Из-за обилия нюансов ситуация была невероятно, просто-таки дьявольски запутанной. Дело в том, что мои евреи-родители не утратили чувства национальной гордости, хоть и стремились всеми силами позабыть о древнем Завете, не следовали обычаям и снисходительно роняли: «бедняга», встретив еврея-ортодокса, погрязшего, по их мнению, в предрассудках. Однако, хотя они понятия не имели о Мессии, обещанном в Писании, родители весьма непоследовательно брезговали всеми, кто подпадал под презренную категорию «стыдливых евреев».
Кто же такие «стыдливые евреи»?
Это те, кто понижает за столом голос, произнося слово «еврей».
Те, что во времена Сопротивления сменили фамилию и сохранили ее, когда война кончилась.
Как тот аптекарь, родственник Жака Деррида, которого я вывел в «Комедии». Он «косил под француза», носил перекрахмаленный белый халат, гордился, что его сыновья играют в поло, и гнусаво тянул: «Ма-а-адам баронесса», обращаясь к одной из своих соседок.
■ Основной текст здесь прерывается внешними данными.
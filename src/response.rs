//! Successful response wrapper.
//!
//! [`Response`] carries the typed body together with the raw body, status,
//! headers, total latency and the number of attempts the retry policy used.

use http::{HeaderMap, StatusCode};
use std::time::Duration;

/// A successful HTTP response.
///
/// Dereferences to the typed body.
///
/// # Examples
///
/// ```no_run
/// use querykit::ApiClient;
/// use serde::Deserialize;
///
/// #[derive(Deserialize)]
/// struct User {
///     id: u64,
///     name: String,
/// }
///
/// # async fn example() -> Result<(), querykit::Error> {
/// let client = ApiClient::builder()
///     .base_url("https://api.example.com")?
///     .build()?;
///
/// let user = client.get::<User>("/users/123").await?;
/// println!("{} ({} attempts, {:?})", user.name, user.attempts, user.latency);
/// # Ok(())
/// # }
/// ```
#[derive(Debug, Clone)]
pub struct Response<T> {
    /// The parsed body.
    pub data: T,

    /// The body as received. Empty for 204 responses.
    pub raw_body: String,

    /// The HTTP status code.
    pub status: StatusCode,

    /// The response headers.
    pub headers: HeaderMap,

    /// Time from the first attempt until the successful response was parsed,
    /// backoff sleeps included.
    pub latency: Duration,

    /// Attempts made, `1` when the first one succeeded.
    pub attempts: usize,
}

impl<T> Response<T> {
    /// Creates a new `Response`.
    pub fn new(
        data: T,
        raw_body: String,
        status: StatusCode,
        headers: HeaderMap,
        latency: Duration,
        attempts: usize,
    ) -> Self {
        Self {
            data,
            raw_body,
            status,
            headers,
            latency,
            attempts,
        }
    }

    /// Transforms the body, keeping the metadata.
    ///
    /// ```
    /// # use querykit::Response;
    /// # use http::{HeaderMap, StatusCode};
    /// # use std::time::Duration;
    /// let response = Response::new(
    ///     vec![1, 2, 3],
    ///     "[1,2,3]".to_string(),
    ///     StatusCode::OK,
    ///     HeaderMap::new(),
    ///     Duration::from_millis(5),
    ///     1,
    /// );
    ///
    /// let count = response.map(|items| items.len());
    /// assert_eq!(count.data, 3);
    /// ```
    pub fn map<U, F>(self, f: F) -> Response<U>
    where
        F: FnOnce(T) -> U,
    {
        Response {
            data: f(self.data),
            raw_body: self.raw_body,
            status: self.status,
            headers: self.headers,
            latency: self.latency,
            attempts: self.attempts,
        }
    }

    /// Returns `true` if the request needed more than one attempt.
    pub fn was_retried(&self) -> bool {
        self.attempts > 1
    }

    /// Returns a header value by name, if present and valid UTF-8.
    pub fn header(&self, name: &str) -> Option<&str> {
        self.headers.get(name)?.to_str().ok()
    }

    /// Consumes the response, returning the body.
    pub fn into_data(self) -> T {
        self.data
    }
}

impl<T> AsRef<T> for Response<T> {
    fn as_ref(&self) -> &T {
        &self.data
    }
}

impl<T> std::ops::Deref for Response<T> {
    type Target = T;

    fn deref(&self) -> &Self::Target {
        &self.data
    }
}
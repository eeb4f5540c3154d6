//! Interactive terminal chat against a running server.

use crate::cli::preflight::{self, Operation};
use crate::cli::Output;
use crate::config::{personas, Settings};
use crate::message::{ChatRequest, StreamEvent};
use crate::session::{ChatClient, ChatController, ClientAction};
use console::style;
use futures::StreamExt;
use std::io::{self, BufRead, Write};
use std::time::Instant;
use tracing::debug;

/// Run the interactive chat command.
pub async fn run_chat(
    persona: Option<String>,
    server: Option<String>,
    settings: Settings,
) -> anyhow::Result<()> {
    if server.is_none() {
        if let Err(e) = preflight::check(Operation::Chat, &settings) {
            Output::error(&format!("{}", e));
            return Err(e.into());
        }
    }

    let server_url = server.unwrap_or_else(|| settings.client.server_url.clone());
    let client = ChatClient::new(&server_url)?;

    if let Err(e) = client.health().await {
        Output::error(&format!("Cannot reach {}: {}", client.base_url(), e));
        Output::info("Start the server with: conjure serve");
        return Err(e.into());
    }

    let mut chat = ChatController::new(
        Some(persona.as_deref().unwrap_or(&settings.client.persona)),
        settings.client.client_ack_delay(),
    );

    let current = chat.persona();
    println!(
        "\n{} {}",
        style("Conjure Chat").bold().cyan(),
        style(format!("with {} {}", current.avatar, current.name)).dim()
    );
    println!(
        "{}\n",
        style("Type your message, 'persona <key>' to switch, 'personas' to list, 'clear' to reset, or 'exit' to quit.").dim()
    );

    let stdin = io::stdin();
    let mut stdout = io::stdout();

    loop {
        chat.tick(Instant::now());

        print!("{} ", style("You:").green().bold());
        stdout.flush()?;

        let mut input = String::new();
        if stdin.lock().read_line(&mut input)? == 0 {
            break;
        }
        let input = input.trim();

        if input.eq_ignore_ascii_case("exit") || input.eq_ignore_ascii_case("quit") {
            Output::info("Goodbye!");
            break;
        }

        if input.eq_ignore_ascii_case("clear") {
            chat.clear();
            Output::info("Conversation cleared.");
            continue;
        }

        if input.eq_ignore_ascii_case("personas") {
            for p in personas() {
                Output::persona(p, p.key == chat.persona().key);
            }
            continue;
        }

        if let Some(key) = input.strip_prefix("persona ") {
            let selected = chat.select_persona(key.trim());
            Output::info(&format!("Now talking to {} {}", selected.avatar, selected.name));
            continue;
        }

        let Some(request) = chat.submit(input, Vec::new()) else {
            continue;
        };

        stream_response(&client, &mut chat, request).await;

        if let Some(message) = chat.render_error() {
            Output::error(&message);
        }
    }

    Ok(())
}

/// Send one request and render its events as they arrive.
async fn stream_response(client: &ChatClient, chat: &mut ChatController, request: ChatRequest) {
    let name = chat.persona().name;
    let settled_before = chat.reconciled().len();
    let spinner = Output::spinner(&format!("{} is thinking...", name));

    let mut events = match client.send(&request).await {
        Ok(events) => events,
        Err(e) => {
            spinner.finish_and_clear();
            chat.fail(e.to_string(), Instant::now());
            return;
        }
    };

    let mut speaking = false;
    let mut stdout = io::stdout();

    while let Some(item) = events.next().await {
        let now = Instant::now();
        let event = match item {
            Ok(event) => event,
            Err(e) => {
                chat.fail(e.to_string(), now);
                break;
            }
        };
        let terminal = event.is_terminal();

        match &event {
            StreamEvent::TextDelta { delta } => {
                if !speaking {
                    spinner.finish_and_clear();
                    print!("\n{} ", style(format!("{}:", name)).cyan().bold());
                    speaking = true;
                }
                print!("{}", delta);
                stdout.flush().ok();
            }
            StreamEvent::ToolCall { tool_name, .. } => {
                spinner.set_message(format!("{} is using {}...", name, tool_name));
            }
            other => debug!("Event: {:?}", other),
        }

        if let Some(action) = chat.apply(event, now) {
            match action {
                ClientAction::Navigate { url } => {
                    spinner.suspend(|| Output::info(&format!("Open in your browser: {}", url)));
                }
            }
        }
        chat.tick(now);

        if terminal {
            break;
        }
    }

    if chat.is_busy() {
        chat.fail("the response ended early", Instant::now());
    }
    spinner.finish_and_clear();
    println!("\n");

    settle_pending_acks(chat).await;
    for record in &chat.reconciled()[settled_before..] {
        Output::tool_call(record);
    }
}

/// Wait out scheduled client acknowledgements so settled calls render settled.
async fn settle_pending_acks(chat: &mut ChatController) {
    while let Some(due) = chat.next_ack_due() {
        tokio::time::sleep_until(tokio::time::Instant::from_std(due)).await;
        chat.tick(Instant::now());
    }
}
В их семьях мальчику в пятнадцать лет покупали первый смокинг.
И они были настолько благовоспитанны, что никогда не говорили и не делали ничего, способного спровоцировать их друзей на антисемитский выпад.
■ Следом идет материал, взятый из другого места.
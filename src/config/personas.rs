//! Persona registry.
//!
//! Each persona pairs display metadata with the personality fragment that
//! opens the system prompt. Unknown keys resolve to [`DEFAULT_PERSONA`].

use serde::Serialize;

/// Key of the persona used when a request names none, or an unknown one.
pub const DEFAULT_PERSONA: &str = "dumbledore";

/// A selectable conversational persona.
#[derive(Debug, Clone, Copy, Serialize, PartialEq, Eq)]
pub struct Persona {
    pub key: &'static str,
    pub name: &'static str,
    pub title: &'static str,
    pub house: &'static str,
    pub avatar: &'static str,
    pub description: &'static str,
    #[serde(skip)]
    pub personality: &'static str,
}

static PERSONAS: &[Persona] = &[
    Persona {
        key: "dumbledore",
        name: "Albus Dumbledore",
        title: "Headmaster",
        house: "Gryffindor",
        avatar: "🧙",
        description: "Calm and measured, knows more than he says",
        personality: "You are Albus Dumbledore, Headmaster of Hogwarts. You speak calmly and with measured \
            wisdom, leaving room for what you choose not to say. Your language is simple but carries weight, \
            and you avoid theatrics.",
    },
    Persona {
        key: "mcgonagall",
        name: "Minerva McGonagall",
        title: "Deputy Headmistress",
        house: "Gryffindor",
        avatar: "🐈",
        description: "Brisk, precise and strict, with a dry wit",
        personality: "You are Professor Minerva McGonagall, Deputy Headmistress and Transfiguration teacher. \
            Your speech is brisk and precise. You have no patience for nonsense, though your care for your \
            students shows beneath the severity.",
    },
    Persona {
        key: "snape",
        name: "Severus Snape",
        title: "Potions Master",
        house: "Slytherin",
        avatar: "🧪",
        description: "Cold, cutting and exacting",
        personality: "You are Professor Severus Snape, Potions Master. You speak in a low, controlled voice, \
            each word deliberate and edged with disdain. You do not tolerate incompetence, yet your answers \
            are always exact.",
    },
    Persona {
        key: "hagrid",
        name: "Rubeus Hagrid",
        title: "Keeper of Keys and Grounds",
        house: "Gryffindor",
        avatar: "🐉",
        description: "Warm-hearted, plain-spoken lover of creatures",
        personality: "You are Rubeus Hagrid, Keeper of Keys and Grounds. You speak plainly and warmly, you \
            love magical creatures (the dangerous ones most of all), and you are hopeless at keeping secrets.",
    },
    Persona {
        key: "luna",
        name: "Luna Lovegood",
        title: "Magical Wisdom Keeper",
        house: "Ravenclaw",
        avatar: "🌙",
        description: "Soft-spoken and unsettlingly honest",
        personality: "You are Luna Lovegood. You speak softly and plainly with an unsettling honesty, and you \
            mention creatures and ideas others dismiss as a matter of fact.",
    },
    Persona {
        key: "archivist",
        name: "Hogwarts Archivist",
        title: "Keeper of Records",
        house: "None",
        avatar: "📜",
        description: "Neutral and precise, provides plain and factual answers",
        personality: "You are the Hogwarts Archivist, keeper of the school's records. You answer neutrally \
            and precisely, with plain facts and no embellishment.",
    },
];

/// All registered personas, in display order.
pub fn personas() -> &'static [Persona] {
    PERSONAS
}

/// Look up a persona by key, without fallback.
pub fn find_persona(key: &str) -> Option<&'static Persona> {
    PERSONAS.iter().find(|p| p.key == key)
}

/// Select a persona by key, falling back to [`DEFAULT_PERSONA`].
pub fn persona(key: Option<&str>) -> &'static Persona {
    key.and_then(find_persona).unwrap_or_else(default_persona)
}

fn default_persona() -> &'static Persona {
    // The registry always contains the default key.
    &PERSONAS[0]
}

#[cfg(test)]
mod tests {
    use super::*;

    #[test]
    fn test_default_is_first_entry() {
        assert_eq!(default_persona().key, DEFAULT_PERSONA);
    }

    #[test]
    fn test_known_key_selects_persona() {
        assert_eq!(persona(Some("snape")).name, "Severus Snape");
    }

    #[test]
    fn test_unknown_key_falls_back_to_default() {
        for key in ["", "voldemort", "SNAPE", "slughorn"] {
            assert_eq!(persona(Some(key)).key, DEFAULT_PERSONA, "key {:?}", key);
        }
        assert_eq!(persona(None).key, DEFAULT_PERSONA);
    }

    #[test]
    fn test_keys_are_unique() {
        let mut keys: Vec<_> = personas().iter().map(|p| p.key).collect();
        keys.sort_unstable();
        keys.dedup();
        assert_eq!(keys.len(), personas().len());
    }
}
Признаюсь, и у нас был такой родственник, типичнейший образчик этой породы, живое свидетельство или, если хотите, стигмат повсеместной болезни, которую можно диагностировать как «стыд еврея за свое еврейство». О нем старались не упоминать, а если уж говорили, то с многозначительным видом. Таким был старший брат моего отца, Арман Леви.
Бедный дядюшка Арман!
Не знаю, правда это или нет, но отец говорил, что в тридцатые годы он был членом «Огненных крестов» [77].
Отец упрекал его за то, что во время войны он отсиделся в глухой деревушке, вместо того чтобы, подобно ему, сражаться с нацистами.
После Освобождения дядюшка Арман женился на блондинке с молочной кожей, Поль де Икс, и она стала его пропуском в общество «настоящих» французов. Она заставляла нас, своих племянников, обращаться к ней на «вы». В ней не было ни красоты, ни изюминки, и отец язвил, что Арман выбрал ее только за частичку «де», чтобы, точь-в-точь как мой аптекарь, придать себе шику.
Беда никогда не приходит одна, бледная, худосочная супруга дядюшки «не подарила ему деточек», по его собственному выражению, и поэтому он, по молчаливому уговору, иногда по воскресеньям забирал нас с братом, водил в клубы «Интералье» или «Поло», в Булонский лес. Стоило только вспомнить об этих местах, как отец начинал улыбаться — сострадательно, презрительно, с оттенком тревоги: как бы стыдливый еврей не оказал на его сыновей дурного влияния…
После школьных каникул я взахлеб рассказывал, как меня потрясли витражи Шартра. Влияние Армана?
Изредка подумывал — всего лишь подумывал, — не плюнуть ли на уроки и не отправиться ли на вечеринку к приятелю-аристократу. Опять влияние Армана?
Запершись в сарайчике для инструментов в глубине сада, декламировал надгробную речь на собственную смерть, придумав себе имя, проникнутое французской мистикой. Думаете, подражал Блоку, герою «Обретенного времени», который мечтал написать роман под звучным псевдонимом Жак дю Розье, но так и не написал? Ничего подобного, тут все то же пагубное влияние Армана.